LinkedIn Jobs Scraper — export a search to CSV
Turns a LinkedIn jobs search into a spreadsheet. It reads the job cards from the results panel — title, company, location, posting age, link — and writes them out as a CSV you can sort, filter and diff against last week’s run.
What you get
One row per posting, with the job title, company, location, how long the posting has been up, LinkedIn’s own job ID, and a direct link back to the listing. The file is written with a byte-order mark, which sounds like trivia until you open a search for a non-English market in Excel and find every accented character mangled.
The job ID is the column that earns its place. Titles get edited and companies get renamed, but the ID is stable — it’s what lets you diff one week’s export against the next and see what actually changed.
Why LinkedIn makes this harder than it looks
The results panel is a virtual DOM. There are 25 results per page, but only about seven are rendered at any moment; the rest exist in the document as list items carrying a data-job-id attribute and no text at all. Text only populates when a card scrolls into view.
The naive version of this — query the list, read the cards — returns seven rows and gives you no indication that it missed eighteen. That silent partial failure is the trap, and it’s the thing the skill exists to avoid: it finds the scrollable container, scrolls it in steps with a pause for each re-render, parses once the cards are hydrated, then pages through with the Next button and repeats.
It also strips the interface noise that sits inside each card — Promoted, Easy Apply, Dismiss, Actively reviewing applicants — so the CSV holds job data rather than a transcript of LinkedIn’s UI.
How to use it well
Filter in LinkedIn before you export, not in the spreadsheet afterwards. Date posted, location and remote status are cheap to set in the interface and tedious to reconstruct from a CSV.
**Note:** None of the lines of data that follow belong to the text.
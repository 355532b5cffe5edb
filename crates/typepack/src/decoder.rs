//! `Decoder`: resumable MessagePack decoder.
//!
//! Decoding never reads past the end of the input. Running out of bytes is
//! reported as [`PackError::IncompleteInput`], which [`Decoder::try_decode`]
//! turns into [`Progress::Incomplete`] so a streaming transport can wait for
//! more data and retry from the same offset. Anything that more bytes cannot
//! repair (an unknown marker, a refused map32, bad UTF-8) is a hard error.

use tracing::{trace, warn};
use typepack_buffers::{BufferError, Reader};

use crate::constants::{ext, marker};
use crate::error::from_buffer;
use crate::registry::Registry;
use crate::{Malformed, PackError, Value};

/// Outcome of one resumable decode attempt.
#[derive(Debug, Clone, PartialEq)]
pub enum Progress {
    /// A full value was decoded from `consumed` bytes (always > 0).
    Complete { value: Value, consumed: usize },
    /// The bytes are a valid prefix of a larger value; nothing was consumed.
    Incomplete,
}

impl Progress {
    pub fn consumed(&self) -> usize {
        match self {
            Progress::Complete { consumed, .. } => *consumed,
            Progress::Incomplete => 0,
        }
    }

    pub fn into_value(self) -> Option<Value> {
        match self {
            Progress::Complete { value, .. } => Some(value),
            Progress::Incomplete => None,
        }
    }
}

pub struct Decoder<'r> {
    registry: &'r Registry,
    max_depth: usize,
}

#[inline]
fn eof(_: BufferError) -> PackError {
    PackError::IncompleteInput
}

impl<'r> Decoder<'r> {
    /// Creates a decoder that rehydrates extensions through `registry`.
    ///
    /// Containers and extensions nested deeper than `max_depth` are rejected
    /// with [`Malformed::TooDeep`].
    pub fn new(registry: &'r Registry, max_depth: usize) -> Self {
        Self {
            registry,
            max_depth,
        }
    }

    /// Decodes the first value in `input`. Trailing bytes are ignored.
    pub fn decode(&self, input: &[u8]) -> Result<Value, PackError> {
        let mut reader = Reader::new(input);
        self.read_any(&mut reader, 0)
    }

    /// Attempts to decode one value starting at `offset`.
    ///
    /// Returns [`Progress::Incomplete`] when `input[offset..]` is a valid but
    /// truncated encoding. Partially decoded containers are never returned.
    pub fn try_decode(&self, input: &[u8], offset: usize) -> Result<Progress, PackError> {
        let mut reader = Reader::at(input, offset);
        match self.read_any(&mut reader, 0) {
            Ok(value) => Ok(Progress::Complete {
                value,
                consumed: reader.x - offset,
            }),
            Err(PackError::IncompleteInput) => {
                trace!(offset, available = input.len().saturating_sub(offset), "incomplete value");
                Ok(Progress::Incomplete)
            }
            Err(err) => Err(err),
        }
    }

    fn descend(&self, depth: usize) -> Result<usize, PackError> {
        if depth >= self.max_depth {
            warn!(limit = self.max_depth, "decode nesting limit reached");
            return Err(Malformed::TooDeep {
                limit: self.max_depth,
            }
            .into());
        }
        Ok(depth + 1)
    }

    /// Reads one value. Arrays and objects are assembled on a heap stack, so
    /// only extensions recurse.
    fn read_any(&self, r: &mut Reader<'_>, depth: usize) -> Result<Value, PackError> {
        let mut open: Vec<Open> = Vec::new();
        loop {
            if let Some(Open::Object { key, .. }) = open.last_mut() {
                *key = Some(self.read_key(r)?);
            }
            let level = depth + open.len();
            let mut value = match self.read_head(r)? {
                Head::Value(value) => value,
                Head::Ext(size) => self.read_ext(r, size, level)?,
                Head::Array(0) => {
                    self.descend(level)?;
                    Value::Array(Vec::new())
                }
                Head::Object(0) => {
                    self.descend(level)?;
                    Value::Object(Vec::new())
                }
                Head::Array(len) => {
                    self.descend(level)?;
                    // Every element takes at least one byte.
                    if len > r.size() {
                        return Err(PackError::IncompleteInput);
                    }
                    open.push(Open::Array {
                        items: Vec::with_capacity(len),
                        len,
                    });
                    continue;
                }
                Head::Object(len) => {
                    self.descend(level)?;
                    // Every pair takes at least two bytes.
                    if len.saturating_mul(2) > r.size() {
                        return Err(PackError::IncompleteInput);
                    }
                    open.push(Open::Object {
                        pairs: Vec::with_capacity(len),
                        len,
                        key: None,
                    });
                    continue;
                }
            };
            // Hand the value to its parent, closing every container it fills.
            loop {
                let Some(mut parent) = open.pop() else {
                    return Ok(value);
                };
                parent.push(value);
                if !parent.is_full() {
                    open.push(parent);
                    break;
                }
                value = parent.close();
            }
        }
    }

    /// Reads a marker and whatever fixed-size header follows it.
    #[inline(never)]
    fn read_head(&self, r: &mut Reader<'_>) -> Result<Head, PackError> {
        let offset = r.x;
        let byte = r.try_u8().map_err(eof)?;

        // positive fixint, fixmap, fixarray
        if byte <= 0x9f {
            if byte <= marker::POSITIVE_FIXINT_MAX {
                return Ok(Head::Value(Value::Integer(i64::from(byte))));
            }
            if byte < marker::FIXARRAY {
                return Ok(Head::Object(usize::from(byte & 0x0f)));
            }
            return Ok(Head::Array(usize::from(byte & 0x0f)));
        }
        // fixstr
        if byte <= 0xbf {
            return self.read_str(r, usize::from(byte & 0x1f)).map(Head::from);
        }
        // negative fixint
        if byte >= marker::NEGATIVE_FIXINT {
            return Ok(Head::Value(Value::Integer(i64::from(byte as i8))));
        }

        let head: Head = match byte {
            marker::NIL => Value::Null.into(),
            marker::FALSE => Value::Bool(false).into(),
            marker::TRUE => Value::Bool(true).into(),
            marker::BIN8 => {
                let n = usize::from(r.try_u8().map_err(eof)?);
                self.read_bin(r, n)?.into()
            }
            marker::BIN16 => {
                let n = usize::from(r.try_u16().map_err(eof)?);
                self.read_bin(r, n)?.into()
            }
            marker::BIN32 => {
                let n = r.try_u32().map_err(eof)? as usize;
                self.read_bin(r, n)?.into()
            }
            marker::EXT8 => Head::Ext(usize::from(r.try_u8().map_err(eof)?)),
            marker::EXT16 => Head::Ext(usize::from(r.try_u16().map_err(eof)?)),
            marker::EXT32 => Head::Ext(r.try_u32().map_err(eof)? as usize),
            marker::FLOAT32 => Value::Float(f64::from(r.try_f32().map_err(eof)?)).into(),
            marker::FLOAT64 => Value::Float(r.try_f64().map_err(eof)?).into(),
            marker::UINT8 => Value::Integer(i64::from(r.try_u8().map_err(eof)?)).into(),
            marker::UINT16 => Value::Integer(i64::from(r.try_u16().map_err(eof)?)).into(),
            marker::UINT32 => Value::Integer(i64::from(r.try_u32().map_err(eof)?)).into(),
            marker::UINT64 => {
                let n = r.try_u64().map_err(eof)?;
                // Above i64::MAX only a float approximation remains.
                let value = match i64::try_from(n) {
                    Ok(n) => Value::Integer(n),
                    Err(_) => Value::Float(n as f64),
                };
                value.into()
            }
            marker::INT8 => Value::Integer(i64::from(r.try_i8().map_err(eof)?)).into(),
            marker::INT16 => Value::Integer(i64::from(r.try_i16().map_err(eof)?)).into(),
            marker::INT32 => Value::Integer(i64::from(r.try_i32().map_err(eof)?)).into(),
            marker::INT64 => Value::Integer(r.try_i64().map_err(eof)?).into(),
            marker::FIXEXT1 => Head::Ext(1),
            marker::FIXEXT2 => Head::Ext(2),
            marker::FIXEXT4 => Head::Ext(4),
            marker::FIXEXT8 => Head::Ext(8),
            marker::FIXEXT16 => Head::Ext(16),
            marker::STR8 => {
                let n = usize::from(r.try_u8().map_err(eof)?);
                self.read_str(r, n)?.into()
            }
            marker::STR16 => {
                let n = usize::from(r.try_u16().map_err(eof)?);
                self.read_str(r, n)?.into()
            }
            marker::STR32 => {
                let n = r.try_u32().map_err(eof)? as usize;
                self.read_str(r, n)?.into()
            }
            marker::ARRAY16 => Head::Array(usize::from(r.try_u16().map_err(eof)?)),
            marker::ARRAY32 => Head::Array(r.try_u32().map_err(eof)? as usize),
            marker::MAP16 => Head::Object(usize::from(r.try_u16().map_err(eof)?)),
            marker::MAP32 => {
                warn!(offset, "refusing map32");
                return Err(Malformed::MapTooLarge { offset }.into());
            }
            _ => {
                warn!(offset, marker = byte, "unknown marker");
                return Err(Malformed::UnknownMarker {
                    marker: byte,
                    offset,
                }
                .into());
            }
        };
        Ok(head)
    }

    fn read_str(&self, r: &mut Reader<'_>, size: usize) -> Result<String, PackError> {
        let offset = r.x;
        r.try_utf8(size)
            .map(str::to_owned)
            .map_err(|err| from_buffer(err, offset))
    }

    fn read_bin(&self, r: &mut Reader<'_>, size: usize) -> Result<Value, PackError> {
        let bin = r.try_buf(size).map_err(eof)?;
        Ok(Value::Bytes(bin.to_vec()))
    }

    fn read_key(&self, r: &mut Reader<'_>) -> Result<String, PackError> {
        let offset = r.x;
        let byte = r.try_u8().map_err(eof)?;
        let size = match byte {
            0xa0..=0xbf => usize::from(byte & 0x1f),
            marker::STR8 => usize::from(r.try_u8().map_err(eof)?),
            marker::STR16 => usize::from(r.try_u16().map_err(eof)?),
            marker::STR32 => r.try_u32().map_err(eof)? as usize,
            _ => return Err(Malformed::NonStringKey { offset }.into()),
        };
        self.read_str(r, size)
    }

    #[inline(never)]
    fn read_ext(&self, r: &mut Reader<'_>, size: usize, depth: usize) -> Result<Value, PackError> {
        let type_id = r.try_u8().map_err(eof)?;
        let payload = r.try_cut(size).map_err(eof)?;
        if type_id == ext::UNDEFINED && payload.uint8 == [0] {
            return Ok(Value::Undefined);
        }
        let binding = self
            .registry
            .get(type_id)
            .ok_or(PackError::UnknownExtensionType { type_id })?;
        let depth = self.descend(depth)?;
        let mut ext = ExtDecoder {
            decoder: self,
            reader: payload,
            type_id,
            depth,
        };
        match (binding.decode)(&mut ext) {
            // The whole payload was available, so running short inside it is corruption.
            Err(PackError::IncompleteInput) => Err(PackError::payload(type_id, "truncated payload")),
            result => result,
        }
    }
}

/// A marker with its header read, before any child values.
enum Head {
    Value(Value),
    Array(usize),
    Object(usize),
    Ext(usize),
}

impl From<Value> for Head {
    fn from(value: Value) -> Self {
        Head::Value(value)
    }
}

impl From<String> for Head {
    fn from(s: String) -> Self {
        Head::Value(Value::Str(s))
    }
}

/// A container still collecting its children.
enum Open {
    Array {
        items: Vec<Value>,
        len: usize,
    },
    Object {
        pairs: Vec<(String, Value)>,
        len: usize,
        key: Option<String>,
    },
}

impl Open {
    fn push(&mut self, value: Value) {
        match self {
            Open::Array { items, .. } => items.push(value),
            Open::Object { pairs, key, .. } => pairs.push((key.take().unwrap_or_default(), value)),
        }
    }

    fn is_full(&self) -> bool {
        match self {
            Open::Array { items, len } => items.len() == *len,
            Open::Object { pairs, len, .. } => pairs.len() == *len,
        }
    }

    fn close(self) -> Value {
        match self {
            Open::Array { items, .. } => Value::Array(items),
            Open::Object { pairs, .. } => Value::Object(pairs),
        }
    }
}

/// Payload reader handed to a registry decode function.
///
/// Reads are confined to the extension's own payload bytes.
pub struct ExtDecoder<'d, 'a> {
    decoder: &'d Decoder<'d>,
    reader: Reader<'a>,
    type_id: u8,
    depth: usize,
}

impl<'d, 'a> ExtDecoder<'d, 'a> {
    pub fn type_id(&self) -> u8 {
        self.type_id
    }

    /// The complete payload, independent of how much has been read.
    pub fn payload(&self) -> &'a [u8] {
        self.reader.uint8
    }

    pub fn remaining(&self) -> usize {
        self.reader.size()
    }

    /// Raw access for fixed-layout payloads.
    pub fn reader(&mut self) -> &mut Reader<'a> {
        &mut self.reader
    }

    /// Decodes the next nested value from the payload.
    pub fn read_value(&mut self) -> Result<Value, PackError> {
        self.decoder.read_any(&mut self.reader, self.depth)
    }

    /// Decodes the next nested value, which must be a string.
    pub fn read_string(&mut self) -> Result<String, PackError> {
        match self.read_value()? {
            Value::Str(s) => Ok(s),
            other => Err(self.invalid(format!("expected string, found {}", other.type_name()))),
        }
    }

    /// Decodes the next nested value, which must be a non-negative integer.
    pub fn read_len(&mut self) -> Result<usize, PackError> {
        match self.read_value()? {
            Value::Integer(n) if n >= 0 => usize::try_from(n).map_err(|_| self.invalid("length overflow")),
            other => Err(self.invalid(format!("expected length, found {other:?}"))),
        }
    }

    pub fn read_u8(&mut self) -> Result<u8, PackError> {
        self.reader.try_u8().map_err(eof)
    }

    pub fn read_u64(&mut self) -> Result<u64, PackError> {
        self.reader.try_u64().map_err(eof)
    }

    pub fn read_i64(&mut self) -> Result<i64, PackError> {
        self.reader.try_i64().map_err(eof)
    }

    /// Reads the rest of the payload as UTF-8.
    pub fn read_rest_utf8(&mut self) -> Result<&'a str, PackError> {
        let offset = self.reader.x;
        let size = self.reader.size();
        self.reader
            .try_utf8(size)
            .map_err(|_| self.invalid(format!("invalid UTF-8 at payload byte {offset}")))
    }

    /// An [`Malformed::InvalidPayload`] error for this extension type.
    pub fn invalid(&self, reason: impl Into<String>) -> PackError {
        PackError::payload(self.type_id, reason)
    }
}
Then run it weekly and keep the files. A single export is a list of jobs; a series of them is a read on the market. A posting that reappears after a month is a search that failed, which usually means either the comp is wrong or the spec is unrealistic — and both are useful things to know before you apply. A company that posts the same role repeatedly has a retention problem, not a hiring problem.
Where it falls short
It reads the rendered page, so it only sees what the results panel has loaded — scroll first if you want the full set. It is also inherently fragile: LinkedIn changes its markup regularly, and a layout change can break extraction until the skill is updated. Because it depends on specific class names and container shapes, expect to need a fix rather than expecting it to degrade gracefully.
And scraping sits against LinkedIn’s terms of service. This is for your own job search — the equivalent of copying results into a notebook by hand, faster. It is not a foundation to build a product on, and treating it as one is a good way to lose an account.